Her left hand moved-straight, economical, catching Chloe's descending wrist at the precise moment of maximum extension. Her fingers closed, five points of pressure that found the spaces between bones, the nerve clusters, the structural weaknesses of the joint.
Chloe screamed.
The sound was animal, shocked, the cry of someone who had never experienced pain that couldn't be medicated or massaged away. Her fingers spasmed open. The letter opener hit the marble floor with a clang that seemed to continue vibrating after the sound should have stopped.
Evelyn pulled.
She drew Chloe's body toward her, using the captured wrist as leverage, and her knee rose to meet the incoming mass of Chloe's torso. The connection was solid, meaty, the kind of impact that transferred force through tissue to organs.
Chloe folded.
She hit the carpet like a dropped sack, curled around her abdomen, her mouth opening and closing in silence-no air remaining to scream with. Her face was the color of old candle wax, sweat already breaking across her forehead.
Evelyn released her wrist. The limb fell, boneless, to the floor.
She turned back to Giselle, who had witnessed her daughter's neutralization in the space of a single breath. Giselle's struggles had ceased, her body gone limp in Evelyn's grip, her eyes fixed on Chloe's crumpled form with an expression of profound dislocation.
Evelyn's arm flexed.
She threw Giselle the way one might discard laundry-casual, without interest in the landing. Giselle's body arced, struck the glass coffee table, and the surface surrendered. Shards erupted, geometric and vicious, and Giselle came to rest among them with a sound like breaking china.
Blood appeared on her forearm, her cheek, her scalp.
She lay still, breathing in shallow gasps, her eyes open and unseeing.
Evelyn walked to the edge of the destruction. Her heel found a large fragment of glass and ground it into the carpet with a sound like chewing ice. She squatted, her coat pooling around her, and seized Giselle's hair-still mostly in its arrangement, still bearing the pins that had cost more than most people's monthly rent.
She pulled.
Giselle's head rose, her neck exposed, her face a mask of blood and shock. Evelyn's other hand rose, open palm, and descended with the full force of her shoulder behind it.

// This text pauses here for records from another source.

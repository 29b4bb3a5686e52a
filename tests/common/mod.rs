#![allow(dead_code)]

use axum::{
    body::{to_bytes, Body},
    http::{Request, StatusCode},
    response::Response,
    Router,
};
use chrono::{DateTime, Utc};
use serde_json::{json, Value as JsonValue};
use sqlx::SqlitePool;
use tempfile::TempDir;
use tower::ServiceExt;

use tutor_matchmaker::{
    config::{Config, DEFAULT_REFERENCE_TIMEZONE},
    database::pool::{create_memory_pool, create_pool, run_migrations},
    models::{
        pupil::{NewPupil, Pupil},
        request_for_tutor::RequestForTutor,
        request_sms::{NewRequestSms, RequestSms},
        subject::Subject,
        tutor::{NewTutor, Tutor},
    },
    routes, AppState,
};

pub const TUTOR_MOBILE: &str = "0821234567";
pub const TUTOR_MOBILE_INTERNATIONAL: &str = "27821234567";

pub struct Fixture {
    pub state: AppState,
    pub pool: SqlitePool,
    pub subjects: Vec<Subject>,
    pub pupil: Pupil,
    pub tutor: Tutor,
}

pub fn test_config() -> Config {
    Config {
        server_address: "127.0.0.1:0".into(),
        database_url: "sqlite::memory:".into(),
        database_max_connections: 1,
        reply_window_hours: 48,
        reference_timezone: DEFAULT_REFERENCE_TIMEZONE,
        request_code_length: 5,
        clickatell_api_url: "http://127.0.0.1:9/messages".into(),
        clickatell_api_key: None,
    }
}

/// Four subjects, one pupil needing all of them and one tutor teaching all of them.
pub async fn setup() -> Fixture {
    let pool = create_memory_pool().await.expect("memory pool");
    setup_with_pool(pool).await
}

/// WAL database file under `dir` with several connections, so transactions can overlap.
pub async fn file_pool(dir: &TempDir) -> SqlitePool {
    let mut config = test_config();
    config.database_url = format!("sqlite://{}", dir.path().join("matchmaker.db").display());
    config.database_max_connections = 8;
    let pool = create_pool(&config).await.expect("file pool");
    run_migrations(&pool).await.expect("migrations");
    pool
}

pub async fn setup_with_pool(pool: SqlitePool) -> Fixture {
    let state = AppState::new(pool.clone(), &test_config()).expect("app state");

    let mut subjects = Vec::new();
    for name in ["Mathematics", "Physical Science", "English", "Accounting"] {
        subjects.push(
            state
                .match_service
                .create_subject(name)
                .await
                .expect("create subject"),
        );
    }
    let subject_ids: Vec<i64> = subjects.iter().map(|s| s.id).collect();

    let pupil = state
        .match_service
        .create_pupil(NewPupil {
            name: "Thandi".into(),
            surname: "Nkosi".into(),
            email: "thandi@example.com".into(),
            contact_number: Some("0119876543".into()),
            subject_ids: subject_ids.clone(),
        })
        .await
        .expect("create pupil");

    let tutor = state
        .match_service
        .create_tutor(NewTutor {
            name: "Name".into(),
            surname: "Surname".into(),
            email: "name@example.com".into(),
            mobile: TUTOR_MOBILE.into(),
            status: Some("Accepted".into()),
            subject_ids,
        })
        .await
        .expect("create tutor");

    Fixture {
        state,
        pool,
        subjects,
        pupil,
        tutor,
    }
}

pub fn app(state: AppState) -> Router {
    routes::router(state)
}

/// Records an outbound SMS to the fixture tutor covering one new request with `code`.
pub async fn dispatch_with_code(
    fx: &Fixture,
    subject_id: i64,
    code: &str,
    message_id: &str,
) -> (RequestSms, RequestForTutor) {
    let request = fx
        .state
        .request_service
        .create_with_code(fx.pupil.id, subject_id, code)
        .await
        .expect("create request");
    let sms = fx
        .state
        .dispatch_service
        .create(NewRequestSms {
            tutor_id: fx.tutor.id,
            mobile_number: fx.tutor.mobile.clone(),
            message_id: message_id.into(),
        })
        .await
        .expect("create request sms");
    fx.state
        .dispatch_service
        .link_requests(sms.id, &[request.id])
        .await
        .expect("link request");
    (sms, request)
}

pub async fn reset_response(pool: &SqlitePool, request_sms_id: i64) {
    sqlx::query(
        "UPDATE request_sms SET response_text = NULL, response_timestamp = NULL, response_message_id = NULL WHERE id = ?",
    )
    .bind(request_sms_id)
    .execute(pool)
    .await
    .expect("reset response");
}

pub async fn set_created_at(pool: &SqlitePool, request_sms_id: i64, created_at: DateTime<Utc>) {
    sqlx::query("UPDATE request_sms SET created_at = ? WHERE id = ?")
        .bind(created_at)
        .bind(request_sms_id)
        .execute(pool)
        .await
        .expect("set created_at");
}

pub fn callback_payload(from: &str, text: &str, timestamp: &str) -> JsonValue {
    json!({
        "callback": {
            "moMsgId": "123456",
            "timestamp": timestamp,
            "to": "279995631564",
            "from": from,
            "text": text,
            "api_id": "3478778",
            "charset": "ISO-8859-1",
            "udh": "",
        }
    })
}

pub fn form_encode(pairs: &[(&str, &str)]) -> String {
    url::form_urlencoded::Serializer::new(String::new())
        .extend_pairs(pairs)
        .finish()
}

pub async fn post_form(app: &Router, uri: &str, body: String) -> Response {
    let req = Request::builder()
        .method("POST")
        .uri(uri)
        .header("content-type", "application/x-www-form-urlencoded")
        .body(Body::from(body))
        .unwrap();
    app.clone().oneshot(req).await.unwrap()
}

pub async fn post_reply(app: &Router, payload: &JsonValue) -> Response {
    let data = payload.to_string();
    post_form(app, "/sms/reply-callback", form_encode(&[("data", &data)])).await
}

pub async fn post_json(app: &Router, uri: &str, body: JsonValue) -> Response {
    let req = Request::builder()
        .method("POST")
        .uri(uri)
        .header("content-type", "application/json")
        .body(Body::from(body.to_string()))
        .unwrap();
    app.clone().oneshot(req).await.unwrap()
}

pub async fn get_request(app: &Router, uri: &str) -> Response {
    let req = Request::builder()
        .method("GET")
        .uri(uri)
        .body(Body::empty())
        .unwrap();
    app.clone().oneshot(req).await.unwrap()
}

pub async fn json_body(resp: Response) -> (StatusCode, JsonValue) {
    let status = resp.status();
    let bytes = to_bytes(resp.into_body(), usize::MAX).await.unwrap();
    let body = if bytes.is_empty() {
        JsonValue::Null
    } else {
        serde_json::from_slice(&bytes).unwrap_or(JsonValue::Null)
    };
    (status, body)
}
pub mod matchmaker_dto;
pub mod sms_dto;
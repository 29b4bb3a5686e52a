use serde::{Deserialize, Serialize};
use validator::Validate;

/// Form body of the reply callback; `data` carries a JSON-encoded [`SmsCallbackEnvelope`].
#[derive(Debug, Deserialize)]
pub struct SmsReplyForm {
    pub data: String,
}

#[derive(Debug, Clone, Serialize, Deserialize)]
pub struct SmsCallbackEnvelope {
    pub callback: SmsCallback,
}

#[derive(Debug, Clone, Serialize, Deserialize, Validate)]
pub struct SmsCallback {
    #[serde(rename = "moMsgId")]
    pub mo_msg_id: String,
    #[validate(length(min = 1))]
    pub timestamp: String,
    pub to: String,
    #[validate(length(min = 1, max = 20))]
    pub from: String,
    pub text: String,
    pub api_id: String,
    pub charset: String,
    pub udh: String,
}

#[derive(Debug, Clone, Serialize)]
pub struct SmsReplyResponse {
    pub updated: usize,
    pub matched_codes: Vec<String>,
    pub broadcast: bool,
}

/// Delivery status callback posted by the provider for outbound messages.
#[derive(Debug, Clone, Deserialize, Validate)]
pub struct SmsStatusForm {
    #[serde(rename = "apiMsgId")]
    #[validate(length(min = 1))]
    pub api_msg_id: String,
    #[validate(length(min = 1))]
    pub status: String,
    pub timestamp: Option<String>,
}
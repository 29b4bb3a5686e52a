use chrono::NaiveDate;
use serde::{Deserialize, Serialize};
use sqlx::FromRow;

#[derive(Debug, Clone, Serialize, Deserialize, FromRow)]
pub struct PupilTutorMatch {
    pub id: i64,
    pub pupil_id: i64,
    pub tutor_id: i64,
    pub subject_id: i64,
    pub start_date: NaiveDate,
}
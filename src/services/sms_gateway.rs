use std::future::Future;
use std::time::Duration;

use reqwest::Client;
use serde::Deserialize;
use serde_json::json;

use crate::error::{Error, Result};

/// Outbound SMS transport. Returns the provider message id of the sent message.
pub trait SmsSender: Send + Sync {
    fn send(&self, to: &str, text: &str) -> impl Future<Output = Result<String>> + Send;
}

#[derive(Debug, Deserialize)]
struct ClickatellResponse {
    #[serde(default)]
    messages: Vec<ClickatellMessage>,
    error: Option<String>,
}

#[derive(Debug, Deserialize)]
#[serde(rename_all = "camelCase")]
struct ClickatellMessage {
    api_message_id: Option<String>,
    accepted: bool,
    error: Option<String>,
}

#[derive(Clone)]
pub struct ClickatellClient {
    client: Client,
    api_url: String,
    api_key: Option<String>,
}

impl ClickatellClient {
    pub fn new(api_url: String, api_key: Option<String>) -> Result<Self> {
        let client = Client::builder()
            .timeout(Duration::from_secs(30))
            .build()?;
        Ok(Self {
            client,
            api_url,
            api_key,
        })
    }

    pub fn is_enabled(&self) -> bool {
        self.api_key.is_some()
    }
}

impl SmsSender for ClickatellClient {
    async fn send(&self, to: &str, text: &str) -> Result<String> {
        let Some(api_key) = &self.api_key else {
            return Err(Error::Gateway("outbound SMS is not configured".into()));
        };

        let resp = self
            .client
            .post(&self.api_url)
            .header("Authorization", api_key)
            .json(&json!({ "content": text, "to": [to] }))
            .send()
            .await?;

        let status = resp.status();
        let body: ClickatellResponse = resp.json().await?;
        if let Some(err) = body.error {
            return Err(Error::Gateway(format!("{} ({})", err, status)));
        }

        let message = body
            .messages
            .into_iter()
            .next()
            .ok_or_else(|| Error::Gateway(format!("empty response ({})", status)))?;
        if !message.accepted {
            return Err(Error::Gateway(
                message.error.unwrap_or_else(|| "message rejected".to_string()),
            ));
        }

        let message_id = message
            .api_message_id
            .ok_or_else(|| Error::Gateway("response is missing apiMessageId".into()))?;
        tracing::info!(to, message_id = %message_id, "SMS accepted by Clickatell");
        Ok(message_id)
    }
}
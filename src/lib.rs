pub mod config;
pub mod database;
pub mod dto;
pub mod error;
pub mod models;
pub mod routes;
pub mod services;
pub mod utils;

use crate::config::Config;
use crate::error::Result;
use crate::services::{
    dispatch_service::DispatchService, match_service::MatchService,
    reply_service::ReplyService, request_service::RequestService,
    sms_gateway::ClickatellClient,
};
use sqlx::SqlitePool;

#[derive(Clone)]
pub struct AppState {
    pub pool: SqlitePool,
    pub match_service: MatchService,
    pub request_service: RequestService,
    pub dispatch_service: DispatchService,
    pub reply_service: ReplyService,
    pub sms_gateway: ClickatellClient,
}

impl AppState {
    pub fn new(pool: SqlitePool, config: &Config) -> Result<Self> {
        let match_service = MatchService::new(pool.clone());
        let request_service = RequestService::new(pool.clone(), config.request_code_length);
        let dispatch_service = DispatchService::new(pool.clone());
        let reply_service = ReplyService::new(
            pool.clone(),
            config.reply_window_hours,
            config.reference_timezone,
        );
        let sms_gateway = ClickatellClient::new(
            config.clickatell_api_url.clone(),
            config.clickatell_api_key.clone(),
        )?;

        Ok(Self {
            pool,
            match_service,
            request_service,
            dispatch_service,
            reply_service,
            sms_gateway,
        })
    }
}
pub mod pool;
pub mod retry;
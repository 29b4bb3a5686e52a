use std::collections::HashSet;

use chrono::{DateTime, Duration, FixedOffset};
use chrono_tz::Tz;
use sqlx::SqlitePool;
use validator::Validate;

use crate::database::retry::retry_on_contention;
use crate::dto::sms_dto::SmsCallback;
use crate::error::Result;
use crate::models::request_sms::RequestSmsLink;
use crate::services::dispatch_service::{links_for, outstanding_for_number, record_response};
use crate::utils::phone::convert_to_international_format;
use crate::utils::time::{now, parse_and_localize};

/// An inbound SMS reply, already normalized.
#[derive(Debug, Clone)]
pub struct InboundReply {
    /// Sender in international format.
    pub from: String,
    pub text: String,
    pub timestamp: DateTime<FixedOffset>,
    pub message_id: Option<String>,
}

/// Which outstanding dispatches a reply answers.
#[derive(Debug, Clone, PartialEq, Eq)]
pub struct Selection {
    pub request_sms_ids: Vec<i64>,
    /// Codes found in the reply, in order of first appearance.
    pub matched_codes: Vec<String>,
    /// No code matched, so every candidate is answered.
    pub broadcast: bool,
}

#[derive(Debug, Clone, Default, PartialEq, Eq)]
pub struct CorrelationOutcome {
    pub candidates: usize,
    pub updated: Vec<i64>,
    pub matched_codes: Vec<String>,
    pub broadcast: bool,
}

/// Whitespace-delimited tokens of a reply, deduplicated, in order of first appearance.
pub fn extract_tokens(text: &str) -> Vec<&str> {
    let mut seen = HashSet::new();
    text.split_whitespace()
        .filter(|token| seen.insert(*token))
        .collect()
}

/// Picks the dispatches a reply answers.
///
/// `candidates` are the outstanding dispatch ids and `links` their associated request codes.
/// Dispatches linked to a code that appears verbatim in `text` are selected; when none
/// does, the reply is ambiguous and all candidates are selected.
pub fn select_targets(candidates: &[i64], links: &[RequestSmsLink], text: &str) -> Selection {
    let candidate_set: HashSet<i64> = candidates.iter().copied().collect();
    let known_codes: HashSet<&str> = links
        .iter()
        .filter(|link| candidate_set.contains(&link.request_sms_id))
        .map(|link| link.code.as_str())
        .collect();

    let matched_codes: Vec<String> = extract_tokens(text)
        .into_iter()
        .filter(|token| known_codes.contains(token))
        .map(str::to_string)
        .collect();

    if matched_codes.is_empty() {
        return Selection {
            request_sms_ids: candidates.to_vec(),
            matched_codes,
            broadcast: true,
        };
    }

    let matched: HashSet<&str> = matched_codes.iter().map(String::as_str).collect();
    let hit: HashSet<i64> = links
        .iter()
        .filter(|link| matched.contains(link.code.as_str()))
        .map(|link| link.request_sms_id)
        .collect();

    Selection {
        request_sms_ids: candidates
            .iter()
            .copied()
            .filter(|id| hit.contains(id))
            .collect(),
        matched_codes,
        broadcast: false,
    }
}

/// Correlates inbound SMS replies with the request SMSes they answer.
#[derive(Clone)]
pub struct ReplyService {
    pool: SqlitePool,
    window: Duration,
    timezone: Tz,
}

impl ReplyService {
    pub fn new(pool: SqlitePool, window_hours: i64, timezone: Tz) -> Self {
        Self {
            pool,
            window: Duration::hours(window_hours),
            timezone,
        }
    }

    pub fn timezone(&self) -> Tz {
        self.timezone
    }

    /// Validates and normalizes a provider callback, then records it.
    ///
    /// Nothing is written when the payload or its timestamp is invalid.
    pub async fn handle_callback(&self, callback: SmsCallback) -> Result<CorrelationOutcome> {
        callback.validate()?;
        let timestamp = parse_and_localize(&callback.timestamp, self.timezone)?;

        let reply = InboundReply {
            from: convert_to_international_format(&callback.from),
            text: callback.text,
            timestamp,
            message_id: Some(callback.mo_msg_id).filter(|id| !id.is_empty()),
        };

        self.correlate(&reply).await
    }

    pub async fn correlate(&self, reply: &InboundReply) -> Result<CorrelationOutcome> {
        retry_on_contention("sms reply correlation", || self.correlate_once(reply)).await
    }

    async fn correlate_once(&self, reply: &InboundReply) -> Result<CorrelationOutcome> {
        let since = now() - self.window;
        let mut tx = self.pool.begin().await?;

        let candidates = outstanding_for_number(&mut *tx, &reply.from, since).await?;
        if candidates.is_empty() {
            tx.commit().await?;
            tracing::info!(from = %reply.from, "no outstanding request SMS for reply");
            return Ok(CorrelationOutcome::default());
        }

        let candidate_ids: Vec<i64> = candidates.iter().map(|sms| sms.id).collect();
        let links = links_for(&mut *tx, &candidate_ids).await?;
        let selection = select_targets(&candidate_ids, &links, &reply.text);

        let mut updated = Vec::with_capacity(selection.request_sms_ids.len());
        for id in &selection.request_sms_ids {
            let changed = record_response(
                &mut *tx,
                *id,
                &reply.text,
                reply.timestamp,
                reply.message_id.as_deref(),
            )
            .await?;
            if changed {
                updated.push(*id);
            }
        }
        tx.commit().await?;

        tracing::info!(
            from = %reply.from,
            candidates = candidate_ids.len(),
            updated = ?updated,
            matched_codes = ?selection.matched_codes,
            broadcast = selection.broadcast,
            "sms reply correlated"
        );

        Ok(CorrelationOutcome {
            candidates: candidate_ids.len(),
            updated,
            matched_codes: selection.matched_codes,
            broadcast: selection.broadcast,
        })
    }
}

The crack was wet, definitive.
Giselle's head snapped sideways, her body following, and she collapsed back into the glass with the boneless grace of the truly defeated. Her cheek was already swelling, split at the corner, blood mixing with the remnants of her careful makeup.
Evelyn leaned close. Her lips found Giselle's ear, her breath stirring the fine hairs there.
"Her name," she whispered, "is not for you."
She stood.
Behind her, Chloe had begun to move-small twitches, consciousness returning, pain following close behind. Her hand found a shard of glass, long as a dagger, and her fingers closed around it with the desperation of the drowning.
She rose.
Her ribs screamed, her abdomen a sphere of pure agony, but she rose anyway, the glass clutched in her fist, her eyes finding Evelyn's back with the single-minded focus of hatred.
Evelyn sighed.
She didn't turn. Her posture suggested boredom, exhaustion, the impatience of a predator with prey that refused to die.
Chloe lunged.
Evelyn's back foot pivoted, her hips rotating, her right leg rising in an arc that seemed to describe the perfect geometry of violence. The heel of her shoe-Italian leather, steel-reinforced, engineered for exactly this kind of transfer of kinetic energy-found Chloe's ribcage with precision that suggested practice, repetition, professional commitment.
Two sounds. Crack. Crack.
Chloe left the ground.
She traveled backward, horizontal, the glass falling from nerveless fingers, and struck the wall with an impact that shook the framed photographs there. She slid, leaving a smear of something dark on the silk wallpaper, and came to rest in a heap at the baseboard.
She didn't move again.
Blood appeared at the corner of her mouth, bright and obscene against her pale skin.
Evelyn lowered her leg. She adjusted her coat. The room was silent now, truly silent, the kind of absence that follows catastrophe.